■ AVAILABLE DATA
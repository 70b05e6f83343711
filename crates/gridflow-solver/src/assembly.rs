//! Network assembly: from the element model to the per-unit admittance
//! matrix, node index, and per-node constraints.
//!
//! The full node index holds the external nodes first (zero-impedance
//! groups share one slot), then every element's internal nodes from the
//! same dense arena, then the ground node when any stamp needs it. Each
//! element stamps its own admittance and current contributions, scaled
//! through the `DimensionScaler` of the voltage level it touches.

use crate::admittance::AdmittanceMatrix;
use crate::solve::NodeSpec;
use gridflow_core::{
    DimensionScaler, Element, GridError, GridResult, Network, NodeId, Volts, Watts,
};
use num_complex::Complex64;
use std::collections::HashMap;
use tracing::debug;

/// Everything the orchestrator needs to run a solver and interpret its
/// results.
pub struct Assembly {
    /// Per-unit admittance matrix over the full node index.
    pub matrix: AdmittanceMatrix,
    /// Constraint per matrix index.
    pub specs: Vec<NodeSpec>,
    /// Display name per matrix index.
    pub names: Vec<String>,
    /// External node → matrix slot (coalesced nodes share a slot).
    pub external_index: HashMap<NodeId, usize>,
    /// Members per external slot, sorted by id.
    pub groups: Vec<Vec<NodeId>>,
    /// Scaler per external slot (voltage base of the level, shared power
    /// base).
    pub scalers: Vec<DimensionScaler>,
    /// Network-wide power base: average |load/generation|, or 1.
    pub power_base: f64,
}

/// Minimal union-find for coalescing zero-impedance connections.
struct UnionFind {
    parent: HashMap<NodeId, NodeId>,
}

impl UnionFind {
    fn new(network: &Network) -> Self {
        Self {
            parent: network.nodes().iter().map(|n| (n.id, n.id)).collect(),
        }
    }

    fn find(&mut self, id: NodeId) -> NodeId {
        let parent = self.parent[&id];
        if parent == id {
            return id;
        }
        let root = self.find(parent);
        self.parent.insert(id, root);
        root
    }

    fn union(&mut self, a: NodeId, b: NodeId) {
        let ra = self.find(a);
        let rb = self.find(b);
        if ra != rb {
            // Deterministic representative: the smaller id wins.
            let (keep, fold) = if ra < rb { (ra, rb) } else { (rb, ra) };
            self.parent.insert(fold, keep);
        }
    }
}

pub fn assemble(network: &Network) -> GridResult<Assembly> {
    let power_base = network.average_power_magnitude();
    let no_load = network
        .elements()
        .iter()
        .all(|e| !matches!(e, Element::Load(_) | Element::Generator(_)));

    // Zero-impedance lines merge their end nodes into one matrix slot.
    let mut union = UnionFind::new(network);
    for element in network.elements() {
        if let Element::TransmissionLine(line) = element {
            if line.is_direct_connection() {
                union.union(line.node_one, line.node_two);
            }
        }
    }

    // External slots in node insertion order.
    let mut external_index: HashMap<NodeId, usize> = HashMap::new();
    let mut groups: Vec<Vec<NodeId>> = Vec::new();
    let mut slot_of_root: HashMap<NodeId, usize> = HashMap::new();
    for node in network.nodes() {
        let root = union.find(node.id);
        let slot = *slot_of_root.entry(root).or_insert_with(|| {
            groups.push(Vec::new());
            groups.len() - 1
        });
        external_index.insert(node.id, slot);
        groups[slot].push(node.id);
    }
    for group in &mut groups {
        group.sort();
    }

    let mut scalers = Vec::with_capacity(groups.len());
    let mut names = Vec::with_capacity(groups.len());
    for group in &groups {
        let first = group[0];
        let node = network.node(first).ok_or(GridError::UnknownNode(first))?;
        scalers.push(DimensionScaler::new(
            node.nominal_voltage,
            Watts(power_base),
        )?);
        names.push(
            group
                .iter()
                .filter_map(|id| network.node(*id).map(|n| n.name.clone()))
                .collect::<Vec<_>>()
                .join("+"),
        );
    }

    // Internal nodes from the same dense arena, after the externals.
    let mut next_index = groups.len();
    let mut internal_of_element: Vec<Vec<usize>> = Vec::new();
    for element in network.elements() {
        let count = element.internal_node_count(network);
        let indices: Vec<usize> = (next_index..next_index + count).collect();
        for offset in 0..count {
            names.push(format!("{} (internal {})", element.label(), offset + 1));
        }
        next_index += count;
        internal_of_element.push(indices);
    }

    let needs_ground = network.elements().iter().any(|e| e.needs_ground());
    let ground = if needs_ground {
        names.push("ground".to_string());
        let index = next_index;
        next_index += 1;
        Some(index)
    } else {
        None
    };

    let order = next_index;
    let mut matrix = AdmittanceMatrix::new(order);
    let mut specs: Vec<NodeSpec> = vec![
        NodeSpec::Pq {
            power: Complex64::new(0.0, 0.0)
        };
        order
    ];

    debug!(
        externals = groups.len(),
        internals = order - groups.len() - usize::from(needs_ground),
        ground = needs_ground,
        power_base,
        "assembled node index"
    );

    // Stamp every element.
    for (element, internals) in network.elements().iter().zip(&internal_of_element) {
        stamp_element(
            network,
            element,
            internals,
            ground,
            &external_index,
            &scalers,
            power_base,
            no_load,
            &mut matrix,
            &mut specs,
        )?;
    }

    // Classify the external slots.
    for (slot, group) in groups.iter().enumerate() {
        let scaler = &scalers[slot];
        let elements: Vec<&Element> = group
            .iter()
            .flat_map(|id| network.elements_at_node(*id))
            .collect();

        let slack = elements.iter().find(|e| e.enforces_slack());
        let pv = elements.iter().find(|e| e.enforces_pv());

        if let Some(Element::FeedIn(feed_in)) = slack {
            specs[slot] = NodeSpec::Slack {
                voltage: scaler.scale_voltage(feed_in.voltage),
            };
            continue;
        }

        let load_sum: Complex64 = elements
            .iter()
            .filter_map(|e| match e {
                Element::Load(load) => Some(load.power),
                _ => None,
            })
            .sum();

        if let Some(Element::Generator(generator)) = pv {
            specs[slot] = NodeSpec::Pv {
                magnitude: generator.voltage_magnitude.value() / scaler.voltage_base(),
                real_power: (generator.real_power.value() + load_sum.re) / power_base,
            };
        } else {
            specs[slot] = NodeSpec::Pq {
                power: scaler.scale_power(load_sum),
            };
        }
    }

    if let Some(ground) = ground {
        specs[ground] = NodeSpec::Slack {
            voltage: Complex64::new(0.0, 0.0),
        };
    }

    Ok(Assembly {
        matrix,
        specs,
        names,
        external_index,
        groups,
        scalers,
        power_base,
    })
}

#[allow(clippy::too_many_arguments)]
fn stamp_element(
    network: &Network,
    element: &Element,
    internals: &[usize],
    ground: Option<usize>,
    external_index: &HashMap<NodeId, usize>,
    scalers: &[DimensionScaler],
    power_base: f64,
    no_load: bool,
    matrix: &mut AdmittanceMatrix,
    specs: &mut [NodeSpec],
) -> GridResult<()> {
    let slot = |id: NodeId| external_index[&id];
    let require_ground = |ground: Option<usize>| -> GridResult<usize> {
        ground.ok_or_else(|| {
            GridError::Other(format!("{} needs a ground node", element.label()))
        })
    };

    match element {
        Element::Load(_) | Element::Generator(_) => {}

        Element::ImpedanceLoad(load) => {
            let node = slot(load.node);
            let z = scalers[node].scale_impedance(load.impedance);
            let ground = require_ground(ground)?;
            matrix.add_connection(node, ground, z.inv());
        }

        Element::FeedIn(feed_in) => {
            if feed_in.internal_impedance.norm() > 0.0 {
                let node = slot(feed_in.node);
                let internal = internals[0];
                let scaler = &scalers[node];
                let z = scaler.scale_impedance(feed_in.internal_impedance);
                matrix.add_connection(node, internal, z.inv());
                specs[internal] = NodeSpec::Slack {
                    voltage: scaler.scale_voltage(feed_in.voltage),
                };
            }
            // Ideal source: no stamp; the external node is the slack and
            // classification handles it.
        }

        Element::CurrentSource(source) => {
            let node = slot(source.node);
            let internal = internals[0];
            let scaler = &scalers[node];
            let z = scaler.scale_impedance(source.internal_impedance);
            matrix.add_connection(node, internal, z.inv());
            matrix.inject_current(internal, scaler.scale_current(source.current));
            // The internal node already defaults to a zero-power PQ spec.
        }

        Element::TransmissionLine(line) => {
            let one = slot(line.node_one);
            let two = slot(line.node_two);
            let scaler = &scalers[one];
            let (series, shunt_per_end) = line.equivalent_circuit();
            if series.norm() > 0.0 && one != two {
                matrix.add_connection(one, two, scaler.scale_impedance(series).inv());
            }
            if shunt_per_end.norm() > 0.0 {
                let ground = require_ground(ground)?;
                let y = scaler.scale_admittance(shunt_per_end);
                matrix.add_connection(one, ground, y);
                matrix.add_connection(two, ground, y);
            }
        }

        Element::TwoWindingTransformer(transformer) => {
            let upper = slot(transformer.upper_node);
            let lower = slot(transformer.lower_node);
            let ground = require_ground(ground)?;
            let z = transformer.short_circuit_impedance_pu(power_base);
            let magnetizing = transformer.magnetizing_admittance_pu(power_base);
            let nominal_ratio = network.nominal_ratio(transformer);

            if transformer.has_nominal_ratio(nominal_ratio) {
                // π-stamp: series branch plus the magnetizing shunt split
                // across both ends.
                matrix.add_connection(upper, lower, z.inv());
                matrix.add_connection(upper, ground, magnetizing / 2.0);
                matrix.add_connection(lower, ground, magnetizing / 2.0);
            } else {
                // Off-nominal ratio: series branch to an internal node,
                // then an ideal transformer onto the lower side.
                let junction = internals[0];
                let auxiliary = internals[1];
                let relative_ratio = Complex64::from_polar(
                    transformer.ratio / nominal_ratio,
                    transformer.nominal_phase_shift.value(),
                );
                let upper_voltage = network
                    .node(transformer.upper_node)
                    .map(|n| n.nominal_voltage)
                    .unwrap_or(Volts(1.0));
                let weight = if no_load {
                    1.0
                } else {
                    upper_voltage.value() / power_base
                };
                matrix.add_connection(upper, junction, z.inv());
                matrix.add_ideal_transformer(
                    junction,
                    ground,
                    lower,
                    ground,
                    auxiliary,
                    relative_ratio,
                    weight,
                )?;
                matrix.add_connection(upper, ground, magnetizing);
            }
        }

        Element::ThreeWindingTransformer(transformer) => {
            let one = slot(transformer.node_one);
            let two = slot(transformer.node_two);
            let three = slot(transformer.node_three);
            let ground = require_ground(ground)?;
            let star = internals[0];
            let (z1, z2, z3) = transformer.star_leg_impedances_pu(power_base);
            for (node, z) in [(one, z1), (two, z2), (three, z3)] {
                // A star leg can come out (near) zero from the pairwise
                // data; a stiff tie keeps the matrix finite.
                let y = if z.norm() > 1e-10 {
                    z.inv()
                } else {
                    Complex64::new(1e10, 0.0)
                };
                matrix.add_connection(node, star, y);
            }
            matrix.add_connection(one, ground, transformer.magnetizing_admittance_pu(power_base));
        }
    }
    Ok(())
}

...

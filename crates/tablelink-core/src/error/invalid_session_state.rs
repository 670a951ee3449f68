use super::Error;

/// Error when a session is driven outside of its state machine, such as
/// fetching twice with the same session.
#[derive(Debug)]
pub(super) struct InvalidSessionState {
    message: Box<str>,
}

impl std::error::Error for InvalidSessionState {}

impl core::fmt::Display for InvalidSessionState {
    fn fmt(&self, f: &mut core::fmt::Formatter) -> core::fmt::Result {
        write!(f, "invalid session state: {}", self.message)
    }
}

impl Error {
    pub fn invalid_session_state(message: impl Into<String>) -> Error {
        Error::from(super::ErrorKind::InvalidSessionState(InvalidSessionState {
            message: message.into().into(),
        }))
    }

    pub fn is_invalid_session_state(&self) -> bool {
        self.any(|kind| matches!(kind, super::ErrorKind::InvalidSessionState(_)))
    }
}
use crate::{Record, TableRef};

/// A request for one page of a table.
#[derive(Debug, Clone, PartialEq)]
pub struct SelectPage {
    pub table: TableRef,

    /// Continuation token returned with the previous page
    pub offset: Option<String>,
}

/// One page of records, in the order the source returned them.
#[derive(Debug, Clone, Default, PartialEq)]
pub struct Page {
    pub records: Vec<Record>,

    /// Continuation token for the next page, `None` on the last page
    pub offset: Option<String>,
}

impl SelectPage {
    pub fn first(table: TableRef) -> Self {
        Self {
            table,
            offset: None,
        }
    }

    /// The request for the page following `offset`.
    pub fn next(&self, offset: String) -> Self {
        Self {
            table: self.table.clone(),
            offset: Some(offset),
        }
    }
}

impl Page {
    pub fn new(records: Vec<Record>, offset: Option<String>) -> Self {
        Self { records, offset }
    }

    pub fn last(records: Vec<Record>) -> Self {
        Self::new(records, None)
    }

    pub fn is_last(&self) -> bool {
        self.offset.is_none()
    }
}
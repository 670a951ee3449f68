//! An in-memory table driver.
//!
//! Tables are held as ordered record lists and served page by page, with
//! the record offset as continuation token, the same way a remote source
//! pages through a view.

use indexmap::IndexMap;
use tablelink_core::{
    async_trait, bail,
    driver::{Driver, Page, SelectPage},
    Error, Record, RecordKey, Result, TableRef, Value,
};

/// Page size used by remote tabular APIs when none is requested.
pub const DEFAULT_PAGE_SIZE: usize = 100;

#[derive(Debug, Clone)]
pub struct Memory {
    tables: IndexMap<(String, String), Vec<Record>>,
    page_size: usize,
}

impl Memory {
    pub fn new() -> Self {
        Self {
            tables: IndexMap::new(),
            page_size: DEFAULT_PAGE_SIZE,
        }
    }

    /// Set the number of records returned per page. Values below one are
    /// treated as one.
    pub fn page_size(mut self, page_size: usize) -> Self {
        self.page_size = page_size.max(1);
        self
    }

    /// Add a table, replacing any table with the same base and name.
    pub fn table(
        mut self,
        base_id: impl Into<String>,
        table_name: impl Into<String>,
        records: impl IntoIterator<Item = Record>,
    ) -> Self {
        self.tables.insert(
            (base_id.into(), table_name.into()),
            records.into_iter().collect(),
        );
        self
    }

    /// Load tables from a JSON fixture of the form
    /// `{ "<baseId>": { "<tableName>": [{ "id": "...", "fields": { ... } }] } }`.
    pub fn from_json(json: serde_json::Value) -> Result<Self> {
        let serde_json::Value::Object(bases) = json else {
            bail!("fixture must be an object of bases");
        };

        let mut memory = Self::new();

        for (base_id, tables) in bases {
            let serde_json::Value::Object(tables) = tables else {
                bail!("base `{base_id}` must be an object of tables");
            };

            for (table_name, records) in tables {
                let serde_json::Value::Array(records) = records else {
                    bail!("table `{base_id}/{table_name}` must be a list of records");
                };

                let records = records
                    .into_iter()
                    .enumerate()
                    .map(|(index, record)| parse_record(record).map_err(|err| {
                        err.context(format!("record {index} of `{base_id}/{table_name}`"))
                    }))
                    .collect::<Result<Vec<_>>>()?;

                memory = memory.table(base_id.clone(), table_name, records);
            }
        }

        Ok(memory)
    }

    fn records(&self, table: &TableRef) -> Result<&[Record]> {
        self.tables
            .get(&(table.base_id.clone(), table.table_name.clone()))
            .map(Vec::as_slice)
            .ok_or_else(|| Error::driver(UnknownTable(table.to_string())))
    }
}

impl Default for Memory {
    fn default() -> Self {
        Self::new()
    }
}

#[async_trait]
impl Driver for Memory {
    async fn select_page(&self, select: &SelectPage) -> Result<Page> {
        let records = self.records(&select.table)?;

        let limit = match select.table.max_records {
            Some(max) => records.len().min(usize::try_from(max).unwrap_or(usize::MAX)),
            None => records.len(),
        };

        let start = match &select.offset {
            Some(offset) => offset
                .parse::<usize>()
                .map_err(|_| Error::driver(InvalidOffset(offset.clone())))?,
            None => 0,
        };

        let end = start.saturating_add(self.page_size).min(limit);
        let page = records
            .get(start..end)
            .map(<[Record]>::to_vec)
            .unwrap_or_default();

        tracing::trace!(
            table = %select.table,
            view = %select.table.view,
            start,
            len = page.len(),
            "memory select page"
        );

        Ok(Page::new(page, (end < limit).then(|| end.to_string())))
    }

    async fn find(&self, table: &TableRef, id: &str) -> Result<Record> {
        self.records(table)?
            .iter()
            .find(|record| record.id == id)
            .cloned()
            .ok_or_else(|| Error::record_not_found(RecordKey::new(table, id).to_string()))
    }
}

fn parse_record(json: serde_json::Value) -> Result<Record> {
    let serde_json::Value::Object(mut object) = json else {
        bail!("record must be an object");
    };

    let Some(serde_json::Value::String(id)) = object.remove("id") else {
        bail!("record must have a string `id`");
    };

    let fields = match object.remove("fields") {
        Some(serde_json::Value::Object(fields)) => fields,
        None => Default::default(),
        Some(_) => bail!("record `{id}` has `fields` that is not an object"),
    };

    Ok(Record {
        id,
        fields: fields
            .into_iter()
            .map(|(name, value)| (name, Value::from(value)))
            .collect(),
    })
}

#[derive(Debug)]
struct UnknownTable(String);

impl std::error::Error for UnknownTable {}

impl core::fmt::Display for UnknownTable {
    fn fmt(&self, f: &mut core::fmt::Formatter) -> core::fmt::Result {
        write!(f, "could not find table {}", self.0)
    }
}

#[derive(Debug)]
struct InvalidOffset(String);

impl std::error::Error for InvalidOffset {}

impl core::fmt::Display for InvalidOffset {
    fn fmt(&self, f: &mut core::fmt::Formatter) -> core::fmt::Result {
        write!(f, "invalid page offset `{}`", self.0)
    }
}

■ WHAT THE EXERCISE ASKS
Among the entries above, find the line with "repository 70b05e6f83343711" and the line with "share a slot)."; give again exactly these two lines and all lines between them.

■ SOLUTION
repository 70b05e6f83343711
filename crates/gridflow-solver/src/assembly.rs
//! Network assembly: from the element model to the per-unit admittance
//! matrix, node index, and per-node constraints.
//!
//! The full node index holds the external nodes first (zero-impedance
//! groups share one slot), then every element's internal nodes from the
//! same dense arena, then the ground node when any stamp needs it. Each
//! element stamps its own admittance and current contributions, scaled
//! through the `DimensionScaler` of the voltage level it touches.

use crate::admittance::AdmittanceMatrix;
use crate::solve::NodeSpec;
use gridflow_core::{
    DimensionScaler, Element, GridError, GridResult, Network, NodeId, Volts, Watts,
};
use num_complex::Complex64;
use std::collections::HashMap;
use tracing::debug;

/// Everything the orchestrator needs to run a solver and interpret its
/// results.
pub struct Assembly {
    /// Per-unit admittance matrix over the full node index.
    pub matrix: AdmittanceMatrix,
    /// Constraint per matrix index.
    pub specs: Vec<NodeSpec>,
    /// Display name per matrix index.
    pub names: Vec<String>,
    /// External node → matrix slot (coalesced nodes share a slot).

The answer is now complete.